Gynecology & Reproductive Health
Open AccessAdvancing Maternal Age and Its Association with Gestational and Chronic Diseases: A Retrospective Review
Authors: Carletto Emily, Anderson Todd, Osley Callista, Schutzer David.
Abstract
Background: In recent decades, more women are delaying childbirth, with advanced maternal age linked to higher risks of adverse pregnancy outcomes. Prior studies have shown associations between older maternal age and gestational diabetes (GDM), gestational hypertension (GHTN), type 2 diabetes (T2DM), chronic hypertension (CHTN), and preeclampsia (PreE).
Objective: This study assessed whether maternal age remains a significant predictor of gestational and chronic diseases in a Southeastern U.S. urban area with a large African American population.
Study Design: A retrospective analysis of 22,730 singleton live births (2020–2024) was conducted using electronic medical records from Epic. Maternal age was analyzed categorically. Odds ratios measured disease likelihood across age cohorts, and chi-square tests examined associations between race and disease development.
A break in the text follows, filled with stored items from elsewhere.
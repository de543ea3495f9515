use handlebars::Handlebars;
use serde::Serialize;

use crate::error::{DashboardError, Result};
use crate::graph::{ChartImage, ChartSet, NOT_GENERATED};
use crate::reconciler::ImportReport;
use crate::record::SalesRecord;

const INDEX_TEMPLATE: &str = "index";

/// Renders the dashboard page from the embedded handlebars template.
pub struct PageRenderer {
    registry: Handlebars<'static>,
}

impl PageRenderer {
    pub fn new() -> Result<Self> {
        let mut registry = Handlebars::new();
        registry
            .register_template_string(INDEX_TEMPLATE, include_str!("./static/index.html"))
            .map_err(|e| DashboardError::Render(format!("invalid page template: {}", e)))?;
        Ok(PageRenderer { registry })
    }

    pub fn render(&self, page: &IndexPage) -> Result<String> {
        self.registry
            .render(INDEX_TEMPLATE, page)
            .map_err(|e| DashboardError::Render(format!("cannot render page: {}", e)))
    }
}

#[derive(Serialize)]
struct RecordRow {
    id: i64,
    product: String,
    quantity: i64,
    category: String,
    delete_href: String,
}

#[derive(Serialize)]
struct ChartView {
    title: &'static str,
    src: Option<String>,
    placeholder: &'static str,
}

impl ChartView {
    fn new(title: &'static str, image: &ChartImage) -> Self {
        ChartView {
            title,
            src: image.data_uri(),
            placeholder: NOT_GENERATED,
        }
    }
}

#[derive(Serialize)]
struct ImportView {
    inserted: u64,
    source: String,
    finished_at: String,
}

/// Everything the index template shows.
#[derive(Serialize)]
pub struct IndexPage {
    source: String,
    records: Vec<RecordRow>,
    record_count: usize,
    total_quantity: i64,
    charts: Vec<ChartView>,
    last_import: Option<ImportView>,
    error: Option<String>,
}

impl IndexPage {
    /// `delete_by_product` switches the delete links to legacy product addressing.
    pub fn new(
        source: String,
        records: &[SalesRecord],
        charts: &ChartSet,
        last_import: Option<&ImportReport>,
        delete_by_product: bool,
    ) -> Self {
        let rows = records
            .iter()
            .map(|r| {
                let key = if delete_by_product {
                    urlencoding::encode(&r.product).into_owned()
                } else {
                    r.id.to_string()
                };
                RecordRow {
                    id: r.id,
                    product: r.product.clone(),
                    quantity: r.quantity,
                    category: r.category.clone(),
                    delete_href: format!("/excluir/{}", key),
                }
            })
            .collect::<Vec<_>>();

        IndexPage {
            source,
            record_count: rows.len(),
            total_quantity: records
                .iter()
                .fold(0i64, |acc, r| acc.saturating_add(r.quantity)),
            records: rows,
            charts: vec![
                ChartView::new("Quantidade por produto", &charts.by_product),
                ChartView::new("Quantidade por categoria", &charts.by_category),
                ChartView::new("Quantidade por venda", &charts.by_record),
            ],
            last_import: last_import.map(|report| ImportView {
                inserted: report.inserted,
                source: report.source.clone(),
                finished_at: report.finished_at.format("%d/%m/%Y %H:%M:%S UTC").to_string(),
            }),
            error: None,
        }
    }

    pub fn with_error(mut self, message: impl Into<String>) -> Self {
        self.error = Some(message.into());
        self
    }
}
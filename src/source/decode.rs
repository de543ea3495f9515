use std::io::Cursor;
use std::path::Path;

use calamine::{Data, Ods, Reader, Xls, Xlsx};

use crate::error::{DashboardError, Result};
use crate::record::{RawTable, RawValue};

/// File formats a spreadsheet can arrive in.
#[derive(Clone, Copy, Debug, PartialEq, Eq)]
pub enum FileFormat {
    Csv,
    Xlsx,
    Xls,
    Ods,
}

impl FileFormat {
    /// Picks the format from a file or object name's extension.
    pub fn from_name(name: impl AsRef<Path>) -> Result<Self> {
        let path = name.as_ref();
        let extension = path
            .extension()
            .and_then(|ext| ext.to_str())
            .map(|ext| ext.to_lowercase());

        match extension.as_deref() {
            Some("csv") => Ok(FileFormat::Csv),
            Some("xlsx") | Some("xlsm") => Ok(FileFormat::Xlsx),
            Some("xls") => Ok(FileFormat::Xls),
            Some("ods") => Ok(FileFormat::Ods),
            Some(ext) => Err(DashboardError::SourceFormat(format!(
                "unsupported file extension: {}",
                ext
            ))),
            None => Err(DashboardError::SourceFormat(format!(
                "{} has no extension",
                path.display()
            ))),
        }
    }

    pub fn content_type(&self) -> &'static str {
        match self {
            FileFormat::Csv => "text/csv; charset=utf-8",
            FileFormat::Xlsx => {
                "application/vnd.openxmlformats-officedocument.spreadsheetml.sheet"
            }
            FileFormat::Xls => "application/vnd.ms-excel",
            FileFormat::Ods => "application/vnd.oasis.opendocument.spreadsheet",
        }
    }
}

/// Decodes raw file bytes into a table; the first row is the header.
pub fn decode(bytes: Vec<u8>, format: FileFormat) -> Result<RawTable> {
    match format {
        FileFormat::Csv => decode_csv(&bytes),
        FileFormat::Xlsx => decode_workbook::<Xlsx<_>>(bytes),
        FileFormat::Xls => decode_workbook::<Xls<_>>(bytes),
        FileFormat::Ods => decode_workbook::<Ods<_>>(bytes),
    }
}

fn decode_csv(bytes: &[u8]) -> Result<RawTable> {
    let bytes = bytes.strip_prefix(b"\xEF\xBB\xBF").unwrap_or(bytes);

    // Spreadsheets saved with a pt-BR locale separate fields with ';'.
    let first_line = bytes.split(|b| *b == b'\n').next().unwrap_or_default();
    let delimiter = if first_line.contains(&b';') && !first_line.contains(&b',') {
        b';'
    } else {
        b','
    };

    let mut reader = csv::ReaderBuilder::new()
        .delimiter(delimiter)
        .has_headers(true)
        .flexible(true)
        .from_reader(bytes);

    let header = reader
        .headers()
        .map_err(|e| DashboardError::SourceFormat(format!("invalid CSV header: {}", e)))?
        .iter()
        .map(|h| h.to_string())
        .collect();

    let mut grid = Vec::new();
    for record in reader.records() {
        let record =
            record.map_err(|e| DashboardError::SourceFormat(format!("invalid CSV row: {}", e)))?;
        grid.push(
            record
                .iter()
                .map(|field| {
                    if field.is_empty() {
                        RawValue::Empty
                    } else {
                        RawValue::Text(field.to_string())
                    }
                })
                .collect(),
        );
    }

    Ok(RawTable::from_grid(header, grid))
}

fn decode_workbook<W>(bytes: Vec<u8>) -> Result<RawTable>
where
    W: Reader<Cursor<Vec<u8>>>,
    W::Error: std::fmt::Display,
{
    let mut workbook = W::new(Cursor::new(bytes))
        .map_err(|e| DashboardError::SourceFormat(format!("unreadable workbook: {}", e)))?;

    let sheet_name = workbook
        .sheet_names()
        .first()
        .cloned()
        .ok_or_else(|| DashboardError::SourceFormat("workbook has no sheets".to_string()))?;

    let range = workbook
        .worksheet_range(&sheet_name)
        .map_err(|e| DashboardError::SourceFormat(format!("unreadable sheet {}: {}", sheet_name, e)))?;

    let mut rows = range.rows();
    let header = match rows.next() {
        Some(cells) => cells.iter().map(|c| cell_value(c).to_text()).collect(),
        None => Vec::new(),
    };
    let grid: Vec<Vec<RawValue>> = rows
        .map(|cells| cells.iter().map(cell_value).collect())
        .collect();

    Ok(RawTable::from_grid(header, grid))
}

fn cell_value(cell: &Data) -> RawValue {
    match cell {
        Data::Empty | Data::Error(_) => RawValue::Empty,
        Data::Int(i) => RawValue::Number(*i as f64),
        Data::Float(f) => RawValue::Number(*f),
        Data::String(s) => RawValue::Text(s.clone()),
        Data::Bool(b) => RawValue::Text(b.to_string()),
        other => RawValue::Text(other.to_string()),
    }
}

/// Converts a Sheets API `values` grid (first row header) into a table.
pub fn from_sheet_values(values: Vec<Vec<serde_json::Value>>) -> RawTable {
    let mut rows = values.into_iter();
    let header = match rows.next() {
        Some(cells) => cells.iter().map(|c| json_value(c).to_text()).collect(),
        None => Vec::new(),
    };
    RawTable::from_grid(header, rows.map(|cells| cells.iter().map(json_value).collect()))
}

fn json_value(value: &serde_json::Value) -> RawValue {
    match value {
        serde_json::Value::Null => RawValue::Empty,
        serde_json::Value::String(s) if s.is_empty() => RawValue::Empty,
        serde_json::Value::String(s) => RawValue::Text(s.clone()),
        serde_json::Value::Number(n) => n.as_f64().map(RawValue::Number).unwrap_or(RawValue::Empty),
        other => RawValue::Text(other.to_string()),
    }
}
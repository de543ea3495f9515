//! Spreadsheet backends.
//!
//! Every backend reads the same shape (`RawTable`) and accepts the same
//! write-back payload (`ExportTable`), so the rest of the dashboard never
//! knows where the spreadsheet lives.

pub mod auth;
pub mod decode;
pub mod local;
pub mod sheets;
pub mod storage;

use std::sync::Arc;

use async_trait::async_trait;
use reqwest::StatusCode;

use crate::config::Config;
use crate::config::SourceConfig;
use crate::error::{DashboardError, Result};
use crate::export::ExportTable;
use crate::record::RawTable;

pub use decode::FileFormat;
pub use local::LocalFileSource;
pub use sheets::SheetsApiSource;
pub use storage::ObjectStorageSource;

#[async_trait]
pub trait SpreadsheetSource: Send + Sync {
    /// Human-readable location, used in logs and on the dashboard.
    fn describe(&self) -> String;

    /// Reads the spreadsheet. Must not modify it.
    async fn fetch(&self) -> Result<RawTable>;

    /// Overwrites the spreadsheet with `table`.
    async fn write_back(&self, table: &ExportTable) -> Result<()>;
}

/// Builds the backend selected by the configuration.
pub fn from_config(config: &Config) -> Result<Arc<dyn SpreadsheetSource>> {
    let source: Arc<dyn SpreadsheetSource> = match &config.source {
        SourceConfig::LocalFile { path } => Arc::new(LocalFileSource::new(path.clone())),
        SourceConfig::SheetsApi {
            spreadsheet_id,
            sheet,
            api_base,
        } => Arc::new(SheetsApiSource::new(
            api_base,
            spreadsheet_id,
            sheet.clone(),
            &config.credentials,
            http_client(config)?,
        )),
        SourceConfig::ObjectStorage {
            bucket,
            object,
            api_base,
        } => Arc::new(ObjectStorageSource::new(
            api_base,
            bucket,
            object,
            &config.credentials,
            http_client(config)?,
        )?),
    };
    Ok(source)
}

fn http_client(config: &Config) -> Result<reqwest::Client> {
    reqwest::Client::builder()
        .timeout(config.fetch_timeout)
        .build()
        .map_err(|e| DashboardError::Config(format!("cannot build HTTP client: {}", e)))
}

pub(crate) fn transport_error(what: &str, e: reqwest::Error) -> DashboardError {
    if e.is_timeout() {
        DashboardError::SourceUnavailable(format!("{} timed out", what))
    } else {
        DashboardError::SourceUnavailable(format!("{} failed: {}", what, e))
    }
}

/// Maps a non-success HTTP status onto the source error taxonomy.
pub(crate) fn check_status(what: &str, response: reqwest::Response) -> Result<reqwest::Response> {
    match response.status() {
        status if status.is_success() => Ok(response),
        StatusCode::NOT_FOUND => Err(DashboardError::SourceNotFound(what.to_string())),
        StatusCode::UNAUTHORIZED | StatusCode::FORBIDDEN => Err(DashboardError::SourceUnavailable(
            format!("access to {} denied ({})", what, response.status()),
        )),
        status => Err(DashboardError::SourceUnavailable(format!(
            "{} answered {}",
            what, status
        ))),
    }
}
use serde::Serialize;

use crate::error::{DashboardError, Result};

pub const COLUMN_PRODUCT: &str = "Produto";
pub const COLUMN_QUANTITY: &str = "Quantidade";
pub const COLUMN_CATEGORY: &str = "Categoria";

/// Columns every import source must carry, in export order.
pub const REQUIRED_COLUMNS: [&str; 3] = [COLUMN_PRODUCT, COLUMN_QUANTITY, COLUMN_CATEGORY];

pub const PRODUCT_MAX_CHARS: usize = 100;
pub const CATEGORY_MAX_CHARS: usize = 50;

/// Largest quantity a single sale may carry.
pub const QUANTITY_MAX: i64 = i32::MAX as i64;

/// A persisted sales row.
#[derive(Clone, Debug, PartialEq, Eq, Serialize, sqlx::FromRow)]
pub struct SalesRecord {
    pub id: i64,
    #[sqlx(rename = "produto")]
    pub product: String,
    #[sqlx(rename = "quantidade")]
    pub quantity: i64,
    #[sqlx(rename = "categoria")]
    pub category: String,
}

/// A normalized row waiting for the store to assign it an id.
#[derive(Clone, Debug, PartialEq, Eq, Serialize)]
pub struct NewSalesRecord {
    pub product: String,
    pub quantity: i64,
    pub category: String,
}

impl NewSalesRecord {
    /// Validates user input for a single-record add.
    ///
    /// Product and category must be non-empty after trimming and fit their
    /// column limits; quantity must parse as a positive integer no larger
    /// than [`QUANTITY_MAX`].
    pub fn validated(product: &str, quantity: &str, category: &str) -> Result<Self> {
        let product = product.trim();
        let category = category.trim();

        if product.is_empty() {
            return Err(DashboardError::Validation(
                "product must not be empty".to_string(),
            ));
        }
        if product.chars().count() > PRODUCT_MAX_CHARS {
            return Err(DashboardError::Validation(format!(
                "product must be at most {} characters",
                PRODUCT_MAX_CHARS
            )));
        }
        if category.is_empty() {
            return Err(DashboardError::Validation(
                "category must not be empty".to_string(),
            ));
        }
        if category.chars().count() > CATEGORY_MAX_CHARS {
            return Err(DashboardError::Validation(format!(
                "category must be at most {} characters",
                CATEGORY_MAX_CHARS
            )));
        }

        let quantity = match quantity.trim().parse::<i64>() {
            Ok(q) if (1..=QUANTITY_MAX).contains(&q) => q,
            _ => {
                return Err(DashboardError::Validation(format!(
                    "quantity must be an integer between 1 and {}, got {:?}",
                    QUANTITY_MAX, quantity
                )));
            }
        };

        Ok(NewSalesRecord {
            product: product.to_string(),
            quantity,
            category: category.to_string(),
        })
    }
}

impl From<SalesRecord> for NewSalesRecord {
    fn from(record: SalesRecord) -> Self {
        NewSalesRecord {
            product: record.product,
            quantity: record.quantity,
            category: record.category,
        }
    }
}

/// An untyped cell value as delivered by a source backend.
#[derive(Clone, Debug, PartialEq)]
pub enum RawValue {
    Empty,
    Text(String),
    Number(f64),
}

impl RawValue {
    pub fn is_blank(&self) -> bool {
        match self {
            RawValue::Empty => true,
            RawValue::Text(s) => s.trim().is_empty(),
            RawValue::Number(_) => false,
        }
    }

    /// Renders the value as text. Whole numbers drop their fractional part so
    /// a product code typed as `1234` does not come back as `1234.0`.
    pub fn to_text(&self) -> String {
        match self {
            RawValue::Empty => String::new(),
            RawValue::Text(s) => s.clone(),
            RawValue::Number(n) if n.is_finite() && n.fract() == 0.0 && n.abs() < 1e15 => {
                format!("{}", *n as i64)
            }
            RawValue::Number(n) => n.to_string(),
        }
    }

    /// Coerces the value to a stored quantity. Anything that is not a finite
    /// number between 0 and [`QUANTITY_MAX`] becomes 0.
    pub fn to_quantity(&self) -> i64 {
        let number = match self {
            RawValue::Empty => return 0,
            RawValue::Number(n) => *n,
            RawValue::Text(s) => {
                let s = s.trim();
                match s.parse::<i64>() {
                    Ok(q) if (0..=QUANTITY_MAX).contains(&q) => return q,
                    Ok(_) => return 0,
                    Err(_) => match s.parse::<f64>() {
                        Ok(n) => n,
                        Err(_) => return 0,
                    },
                }
            }
        };

        if !number.is_finite() || number <= 0.0 || number > QUANTITY_MAX as f64 {
            return 0;
        }
        number.trunc() as i64
    }
}

/// One data row of an import, reduced to the three columns the store cares about.
///
/// An accessor returns `None` when the source has no such column at all, and
/// `Some(RawValue::Empty)` when the column exists but the cell is blank.
#[derive(Clone, Debug, Default, PartialEq)]
pub struct RawImportRow {
    product: Option<RawValue>,
    quantity: Option<RawValue>,
    category: Option<RawValue>,
}

impl RawImportRow {
    pub fn new(
        product: Option<RawValue>,
        quantity: Option<RawValue>,
        category: Option<RawValue>,
    ) -> Self {
        RawImportRow {
            product,
            quantity,
            category,
        }
    }

    pub fn product(&self) -> Option<&RawValue> {
        self.product.as_ref()
    }

    pub fn quantity(&self) -> Option<&RawValue> {
        self.quantity.as_ref()
    }

    pub fn category(&self) -> Option<&RawValue> {
        self.category.as_ref()
    }
}

/// The header a source exposed plus its rows, in source order.
#[derive(Clone, Debug, Default, PartialEq)]
pub struct RawTable {
    pub columns: Vec<String>,
    pub rows: Vec<RawImportRow>,
}

impl RawTable {
    /// Builds a table from a header row and a grid of cells.
    ///
    /// Header names are trimmed. Rows shorter than the header read as blank
    /// cells. Only rows with no data in any column are dropped; a row with
    /// blank required cells but data elsewhere still imports.
    pub fn from_grid<I>(header: Vec<String>, grid: I) -> Self
    where
        I: IntoIterator<Item = Vec<RawValue>>,
    {
        let columns: Vec<String> = header.into_iter().map(|h| h.trim().to_string()).collect();
        let position = |name: &str| columns.iter().position(|c| c == name);
        let (product_at, quantity_at, category_at) = (
            position(COLUMN_PRODUCT),
            position(COLUMN_QUANTITY),
            position(COLUMN_CATEGORY),
        );

        let pick = |cells: &[RawValue], at: Option<usize>| {
            at.map(|i| cells.get(i).cloned().unwrap_or(RawValue::Empty))
        };

        let rows = grid
            .into_iter()
            .filter(|cells| !cells.iter().all(RawValue::is_blank))
            .map(|cells| {
                RawImportRow::new(
                    pick(&cells, product_at),
                    pick(&cells, quantity_at),
                    pick(&cells, category_at),
                )
            })
            .collect();

        RawTable { columns, rows }
    }

    /// Required columns absent from the header, in canonical order.
    pub fn missing_columns(&self) -> Vec<String> {
        REQUIRED_COLUMNS
            .iter()
            .filter(|required| !self.columns.iter().any(|c| c == *required))
            .map(|c| c.to_string())
            .collect()
    }
}

/// Trims and truncates a text field to `max` characters.
pub(crate) fn clip(text: &str, max: usize) -> String {
    let clipped: String = text.trim().chars().take(max).collect();
    clipped.trim_end().to_string()
}
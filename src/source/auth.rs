use std::path::PathBuf;

use chrono::{DateTime, Duration, Utc};
use jsonwebtoken::{Algorithm, EncodingKey, Header, encode};
use log::debug;
use serde::{Deserialize, Serialize};
use tokio::sync::Mutex;

use crate::config::CredentialsConfig;
use crate::error::{DashboardError, Result};

pub const SCOPE_SPREADSHEETS: &str = "https://www.googleapis.com/auth/spreadsheets";
pub const SCOPE_STORAGE: &str = "https://www.googleapis.com/auth/devstorage.read_write";

const DEFAULT_TOKEN_URI: &str = "https://oauth2.googleapis.com/token";
const ASSERTION_LIFETIME_SECS: i64 = 3600;
/// Refresh this long before the token actually expires.
const EXPIRY_MARGIN_SECS: i64 = 60;

/// The fields of a Google service-account key file that the token exchange needs.
#[derive(Clone, Deserialize)]
pub struct ServiceAccountKey {
    pub client_email: String,
    pub private_key: String,
    #[serde(default = "default_token_uri")]
    pub token_uri: String,
}

fn default_token_uri() -> String {
    DEFAULT_TOKEN_URI.to_string()
}

#[derive(Serialize)]
struct AssertionClaims<'a> {
    iss: &'a str,
    scope: &'a str,
    aud: &'a str,
    iat: i64,
    exp: i64,
}

#[derive(Deserialize)]
struct TokenResponse {
    access_token: String,
    #[serde(default = "default_expires_in")]
    expires_in: i64,
}

fn default_expires_in() -> i64 {
    ASSERTION_LIFETIME_SECS
}

struct CachedToken {
    value: String,
    expires_at: DateTime<Utc>,
}

/// Supplies bearer tokens for the remote backends.
///
/// A static token wins when configured. Otherwise the service-account key is
/// read lazily on first use, so the dashboard starts even before credentials
/// are in place.
pub struct TokenProvider {
    static_token: Option<String>,
    key_file: PathBuf,
    scope: &'static str,
    client: reqwest::Client,
    cached: Mutex<Option<CachedToken>>,
}

impl TokenProvider {
    pub fn new(credentials: &CredentialsConfig, scope: &'static str, client: reqwest::Client) -> Self {
        TokenProvider {
            static_token: credentials.static_token.clone(),
            key_file: credentials.key_file.clone(),
            scope,
            client,
            cached: Mutex::new(None),
        }
    }

    pub async fn token(&self) -> Result<String> {
        if let Some(token) = &self.static_token {
            return Ok(token.clone());
        }

        let mut cached = self.cached.lock().await;
        if let Some(token) = cached.as_ref() {
            if token.expires_at > Utc::now() {
                return Ok(token.value.clone());
            }
        }

        let key = self.load_key().await?;
        let fresh = self.exchange(&key).await?;
        let value = fresh.value.clone();
        *cached = Some(fresh);
        Ok(value)
    }

    async fn load_key(&self) -> Result<ServiceAccountKey> {
        let contents = tokio::fs::read_to_string(&self.key_file).await.map_err(|e| {
            DashboardError::SourceUnavailable(format!(
                "cannot read credentials {}: {}",
                self.key_file.display(),
                e
            ))
        })?;
        serde_json::from_str(&contents).map_err(|e| {
            DashboardError::SourceUnavailable(format!(
                "invalid credentials {}: {}",
                self.key_file.display(),
                e
            ))
        })
    }

    async fn exchange(&self, key: &ServiceAccountKey) -> Result<CachedToken> {
        let assertion = sign_assertion(key, self.scope, Utc::now())?;

        let response = self
            .client
            .post(&key.token_uri)
            .form(&[
                ("grant_type", "urn:ietf:params:oauth:grant-type:jwt-bearer"),
                ("assertion", assertion.as_str()),
            ])
            .send()
            .await
            .map_err(|e| DashboardError::SourceUnavailable(format!("token request failed: {}", e)))?;

        if !response.status().is_success() {
            return Err(DashboardError::SourceUnavailable(format!(
                "token endpoint answered {}",
                response.status()
            )));
        }

        let token: TokenResponse = response.json().await.map_err(|e| {
            DashboardError::SourceUnavailable(format!("unreadable token response: {}", e))
        })?;
        debug!("Obtained access token for {}", key.client_email);

        let lifetime = (token.expires_in - EXPIRY_MARGIN_SECS).max(0);
        Ok(CachedToken {
            value: token.access_token,
            expires_at: Utc::now() + Duration::seconds(lifetime),
        })
    }
}

/// Signs the RS256 JWT assertion exchanged for an OAuth access token.
pub fn sign_assertion(key: &ServiceAccountKey, scope: &str, now: DateTime<Utc>) -> Result<String> {
    let claims = AssertionClaims {
        iss: &key.client_email,
        scope,
        aud: &key.token_uri,
        iat: now.timestamp(),
        exp: now.timestamp() + ASSERTION_LIFETIME_SECS,
    };

    let encoding_key = EncodingKey::from_rsa_pem(key.private_key.as_bytes()).map_err(|e| {
        DashboardError::SourceUnavailable(format!("invalid service-account private key: {}", e))
    })?;

    encode(&Header::new(Algorithm::RS256), &claims, &encoding_key)
        .map_err(|e| DashboardError::SourceUnavailable(format!("cannot sign token request: {}", e)))
}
Results: The odds of developing GDM increased with age. Among White women, those aged 30–34 (OR 1.58), 35–39 (OR 1.96), and over 40 (OR 2.91) had higher odds compared to ages 18–29. Similar trends appeared in African American women aged 30–34 (OR 1.71), 35–39 (OR 2.83), and over 40 (OR 3.68). No significant association was found between maternal age and GHTN. White women over 40 had higher odds of PreE (OR 1.8). African American women aged 34–39 (OR 1.19) and 35–39 (OR 1.57) also had increased PreE risk. Both groups over age 30 had higher odds of T2DM and CHTN.
Conclusion: Advanced maternal age is significantly associated with increased risk of GDM, T2DM, CHTN, and PreE. As delayed childbirth trends continue, targeted prenatal care and early detection are critical to manage risks. Future prospective studies are needed to clarify mechanisms and develop interventions to improve outcomes.